PROVIDED RECORDS ->
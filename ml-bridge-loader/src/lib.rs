//! Data loading for bridged ML data pipelines
//!
//! A [`DataLoader`] reads samples from a [`Dataset`], runs them through the
//! sample pipeline, collates them with the strategy named in its
//! [`LoaderConfig`] and runs the batch pipeline on the result.

#![warn(missing_docs)]

pub mod config;
pub mod dataset;
mod error;
pub mod loader;
pub mod logging;

pub use config::LoaderConfig;
pub use dataset::{Dataset, FnDataset, InMemoryDataset};
pub use error::{Error, Result};
pub use loader::{Batches, DataLoader, LoaderStats};
pub use logging::{LogFormat, LoggingConfig};

// Re-export the pipeline building blocks
pub use ml_bridge_core::{Batch, FieldValue, Sample};
pub use ml_bridge_transforms::{BridgePlan, CollationStrategy, Pipeline};

static_assertions::assert_impl_all!(DataLoader: Send, Sync);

DIRECTIONS ->
The required output is an exact retyping of the lines from the one that contains "pub use config::LoaderConfig;" through the last line of the material above.

OUTPUT FOR THIS EXERCISE ->
pub use config::LoaderConfig;
pub use dataset::{Dataset, FnDataset, InMemoryDataset};
pub use error::{Error, Result};
pub use loader::{Batches, DataLoader, LoaderStats};
pub use logging::{LogFormat, LoggingConfig};

// Re-export the pipeline building blocks
pub use ml_bridge_core::{Batch, FieldValue, Sample};
pub use ml_bridge_transforms::{BridgePlan, CollationStrategy, Pipeline};

static_assertions::assert_impl_all!(DataLoader: Send, Sync);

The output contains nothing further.